De inzichten kwamen voort uit drie 'rondetafelgesprekken' met 150 gelovigen. Daarin groeide vooral het besef dat de kerk het niet alleen kan. De parochie moet actief op zoek naar verbinding met 'lokale groepen gelovigen en gezinnen' die zich vinden in een gemeenschapsgedachte. Daarmee stapt de Limburgse kerk ook formeel af van de dominante, zelfverzekerde rol uit het verleden. Het Bisdom kiest nu voor de term 'zelfbewuste katholieken'. 'Dat geeft moed en vrijheid', aldus het document Verbonden met elkaar in Christus: Kompas voor de Toekomst.
Samen naar een nieuwe route
Met dat perspectief volgt de Limburgse kerk de richting van Paus Franciscus, die de visie definieerde als 'synodaliteit'. Dat begrip komt dan ook veel voor in de Limburgse publicatie, waarmee bisschop Ron van Hout verwijst naar een gezamenlijke route, waarbij de kerk nadrukkelijk luistert naar alle betrokkenen.
Jongeren zoeken zingeving
Ondanks de conclusie dat het aantal actieve kerkgangers in Limburg fors is gedaald, ademt het document ook een besef dat de katholieke kerk een toekomst heeft. "Juist jongeren kiezen heel bewust voor het geloof en hebben geen behoefte aan een afgezwakte boodschap", zo is te lezen. Opvallend is bijvoorbeeld dat de Matthiaskerk in Maastricht ieder weekend bomvol zit met studenten. De toestroom van migranten uit Polen en Oekraïne heeft het laatste decennium ook veel meer actieve kerkgangers naar Limburg gebracht.
Veel kerken gaan sluiten
Toch sluit het Bisdom de ogen niet voor de realiteit. Limburg had in het verleden 361 kerken, daarvan is ondertussen een 80-tal gebouwen gesloten. Van de overgebleven 280 kerken verwacht het Bisdom dat de helft ook zal sluiten in het komende decennium, zo liet het bisdom in maart van dit jaar al weten op basis van de ingeleverde kerkenvisies.

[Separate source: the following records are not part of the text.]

//! Batch data model: configuration, per-task outcomes, and summaries

use crate::events::LogEvent;
use crate::operation::{DelayedOperation, Payload, SlowOperation};
use crate::state_machine::BatchState;
use crate::{Error, Result};
use chrono::{DateTime, Utc};
use serde::{Deserialize, Serialize};
use std::fmt;
use std::sync::Arc;
use std::time::Duration;
use uuid::Uuid;

/// Latency of the default slow operation
pub const DEFAULT_LATENCY: Duration = Duration::from_millis(1500);

/// Unique identifier for a batch run
#[derive(Debug, Clone, Copy, PartialEq, Eq, Hash, Serialize, Deserialize)]
pub struct BatchId(pub Uuid);

impl BatchId {
    pub fn new() -> Self {
        Self(Uuid::new_v4())
    }
}

impl Default for BatchId {
    fn default() -> Self {
        Self::new()
    }
}

impl fmt::Display for BatchId {
    fn fmt(&self, f: &mut fmt::Formatter<'_>) -> fmt::Result {
        self.0.fmt(f)
    }
}

/// Maps a task index to the logical resource it requests
#[derive(Clone)]
pub enum ResourceIdentity {
    /// Every task requests the same resource
    Fixed(u64),

    /// Task number `n` (1-based) requests `n % ids + 1`
    RoundRobin { ids: u64 },

    /// Caller-provided mapping from task index
    Custom(Arc<dyn Fn(usize) -> u64 + Send + Sync>),
}

impl ResourceIdentity {
    /// Resource id for the task at `index` (0-based)
    pub fn resource_for(&self, index: usize) -> u64 {
        match self {
            ResourceIdentity::Fixed(id) => *id,
            ResourceIdentity::RoundRobin { ids } => (index as u64 + 1) % (*ids).max(1) + 1,
            ResourceIdentity::Custom(map) => map(index),
        }
    }

    fn validate(&self) -> Result<()> {
        if let ResourceIdentity::RoundRobin { ids: 0 } = self {
            return Err(Error::InvalidConfiguration(
                "round-robin identity needs at least one resource id".to_string(),
            ));
        }
        Ok(())
    }
}

impl Default for ResourceIdentity {
    fn default() -> Self {
        ResourceIdentity::Fixed(1)
    }
}

impl fmt::Debug for ResourceIdentity {
    fn fmt(&self, f: &mut fmt::Formatter<'_>) -> fmt::Result {
        match self {
            ResourceIdentity::Fixed(id) => f.debug_tuple("Fixed").field(id).finish(),
            ResourceIdentity::RoundRobin { ids } => {
                f.debug_struct("RoundRobin").field("ids", ids).finish()
            }
            ResourceIdentity::Custom(_) => f.write_str("Custom(..)"),
        }
    }
}

/// Configuration of one batch run
#[derive(Clone)]
pub struct BatchConfig {
    /// Number of tasks to launch; must be positive
    pub task_count: i64,

    /// Admission gate permits; `0` means unlimited
    pub permits: i64,

    /// Latency of the default operation
    pub latency: Duration,

    /// Which resource each task requests
    pub identity: ResourceIdentity,

    /// Human-readable name used in the opening log line
    pub label: Option<String>,

    /// Operation to dispatch against; a `DelayedOperation` with `latency`
    /// when unset
    pub operation: Option<Arc<dyn SlowOperation>>,
}

impl BatchConfig {
    pub fn new(task_count: i64, permits: i64) -> Self {
        Self {
            task_count,
            permits,
            latency: DEFAULT_LATENCY,
            identity: ResourceIdentity::default(),
            label: None,
            operation: None,
        }
    }

    pub fn with_latency(mut self, latency: Duration) -> Self {
        self.latency = latency;
        self
    }

    pub fn with_identity(mut self, identity: ResourceIdentity) -> Self {
        self.identity = identity;
        self
    }

    pub fn with_label(mut self, label: impl Into<String>) -> Self {
        self.label = Some(label.into());
        self
    }

    pub fn with_operation(mut self, operation: Arc<dyn SlowOperation>) -> Self {
        self.operation = Some(operation);
        self
    }

    /// Check the configuration before any task is launched
    pub fn validate(&self) -> Result<()> {
        if self.task_count <= 0 {
            return Err(Error::InvalidConfiguration(format!(
                "task_count must be positive, got {}",
                self.task_count
            )));
        }
        if usize::try_from(self.task_count).is_err() {
            return Err(Error::InvalidConfiguration(format!(
                "task_count {} exceeds platform limits",
                self.task_count
            )));
        }
        if self.permits < 0 {
            return Err(Error::InvalidConfiguration(format!(
                "permits must be non-negative, got {}",
                self.permits
            )));
        }
        self.identity.validate()
    }

    /// Task count as a size; call after `validate`
    pub fn tasks(&self) -> usize {
        usize::try_from(self.task_count).unwrap_or(0)
    }

    /// Whether an admission gate bounds this batch
    pub fn is_bounded(&self) -> bool {
        self.permits > 0
    }

    /// Operation the batch dispatches against
    pub fn resolve_operation(&self) -> Arc<dyn SlowOperation> {
        match &self.operation {
            Some(operation) => operation.clone(),
            None => Arc::new(DelayedOperation::new(self.latency)),
        }
    }
}

impl fmt::Debug for BatchConfig {
    fn fmt(&self, f: &mut fmt::Formatter<'_>) -> fmt::Result {
        f.debug_struct("BatchConfig")
            .field("task_count", &self.task_count)
            .field("permits", &self.permits)
            .field("latency", &self.latency)
            .field("identity", &self.identity)
            .field("label", &self.label)
            .field("operation", &self.operation.as_ref().map(|_| ".."))
            .finish()
    }
}

/// Result of one task
#[derive(Debug, Clone, PartialEq, Serialize, Deserialize)]
#[serde(tag = "status", rename_all = "lowercase")]
pub enum TaskResult {
    Success { payload: Payload },
    Failure { reason: String },
}

impl TaskResult {
    pub fn is_success(&self) -> bool {
        matches!(self, TaskResult::Success { .. })
    }
}

/// Record of a finished task
#[derive(Debug, Clone, PartialEq, Serialize, Deserialize)]
pub struct TaskOutcome {
    /// Task index (0-based)
    pub index: usize,
    pub resource_id: u64,
    pub started_at: DateTime<Utc>,
    pub completed_at: DateTime<Utc>,
    /// Time spent waiting at the admission gate
    pub waited: Duration,
    /// Concurrency depth including this task when it started
    pub concurrency_at_start: usize,
    pub result: TaskResult,
}

/// Aggregate result of a completed batch
#[derive(Debug, Clone, PartialEq, Serialize, Deserialize)]
pub struct BatchSummary {
    pub batch_id: BatchId,
    pub total_tasks: usize,
    pub completed: usize,
    pub failed: usize,
    pub max_concurrency: usize,
    /// Gate permits, `0` for unlimited
    pub permits: usize,
    pub elapsed: Duration,
}

impl BatchSummary {
    /// Whether every task completed successfully
    pub fn is_clean(&self) -> bool {
        self.failed == 0 && self.completed == self.total_tasks
    }
}

/// Terminal outcome of a batch
#[derive(Debug, Clone, PartialEq, Serialize, Deserialize)]
#[serde(tag = "outcome", rename_all = "lowercase")]
pub enum BatchOutcome {
    Completed(BatchSummary),

    /// Superseded by a newer batch; counts are those reached before
    /// cancellation and are not a summary
    Canceled {
        batch_id: BatchId,
        total_tasks: usize,
        completed: usize,
        failed: usize,
    },
}

impl BatchOutcome {
    pub fn summary(&self) -> Option<&BatchSummary> {
        match self {
            BatchOutcome::Completed(summary) => Some(summary),
            BatchOutcome::Canceled { .. } => None,
        }
    }

    pub fn is_canceled(&self) -> bool {
        matches!(self, BatchOutcome::Canceled { .. })
    }

    pub fn batch_id(&self) -> BatchId {
        match self {
            BatchOutcome::Completed(summary) => summary.batch_id,
            BatchOutcome::Canceled { batch_id, .. } => *batch_id,
        }
    }
}

/// Point-in-time view of a batch for polling callers
#[derive(Debug, Clone, Serialize)]
pub struct BatchSnapshot {
    pub batch_id: BatchId,
    pub state: BatchState,
    pub current_concurrency: usize,
    pub max_concurrency: usize,
    pub completed: usize,
    pub failed: usize,
    pub total: usize,
    pub elapsed: Duration,
    /// State transitions so far, starting with `Idle`
    pub history: Vec<(BatchState, DateTime<Utc>)>,
    pub events: Vec<LogEvent>,
}

#[cfg(test)]
mod tests {
    use super::*;

    #[test]
    fn test_default_config() {
        let config = BatchConfig::new(5, 0);
        assert_eq!(config.latency, DEFAULT_LATENCY);
        assert!(!config.is_bounded());
        assert_eq!(config.identity.resource_for(3), 1);
        assert!(config.validate().is_ok());
    }

    #[test]
    fn test_invalid_task_count() {
        for count in [0, -3] {
            let err = BatchConfig::new(count, 3).validate().unwrap_err();
            assert!(matches!(err, Error::InvalidConfiguration(_)));
            assert!(err.to_string().contains("task_count"));
        }
    }

    #[test]
    fn test_negative_permits() {
        let err = BatchConfig::new(5, -1).validate().unwrap_err();
        assert!(err.to_string().contains("permits"));
    }

    #[test]
    fn test_round_robin_identity() {
        let identity = ResourceIdentity::RoundRobin { ids: 3 };
        let ids: Vec<u64> = (0..6).map(|i| identity.resource_for(i)).collect();
        assert_eq!(ids, vec![2, 3, 1, 2, 3, 1]);
    }

    #[test]
    fn test_round_robin_needs_ids() {
        let config = BatchConfig::new(5, 0).with_identity(ResourceIdentity::RoundRobin { ids: 0 });
        assert!(config.validate().is_err());
    }

    #[test]
    fn test_custom_identity() {
        let identity = ResourceIdentity::Custom(Arc::new(|index| index as u64 * 10));
        assert_eq!(identity.resource_for(4), 40);
        assert_eq!(format!("{:?}", identity), "Custom(..)");
    }

    #[test]
    fn test_outcome_serialization() {
        let outcome = BatchOutcome::Canceled {
            batch_id: BatchId::new(),
            total_tasks: 4,
            completed: 1,
            failed: 0,
        };
        let json = serde_json::to_value(&outcome).unwrap();
        assert_eq!(json["outcome"], "canceled");
        assert_eq!(json["total_tasks"], 4);
        assert!(outcome.summary().is_none());
    }
}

Dat besef vertaalt zich woensdag in een nieuwe rol van de Limburgse kerk, die niet meer boven maar tussen dorpsgemeenschappen staat. "Een synodale Kerk is nederig en moedig: nederig om te luisteren en moedig om keuzes te maken die de toekomst dienen. Dat vraagt om tijdig afscheid nemen van gebouwen, structuren en processen die niet langer dienstbaar zijn."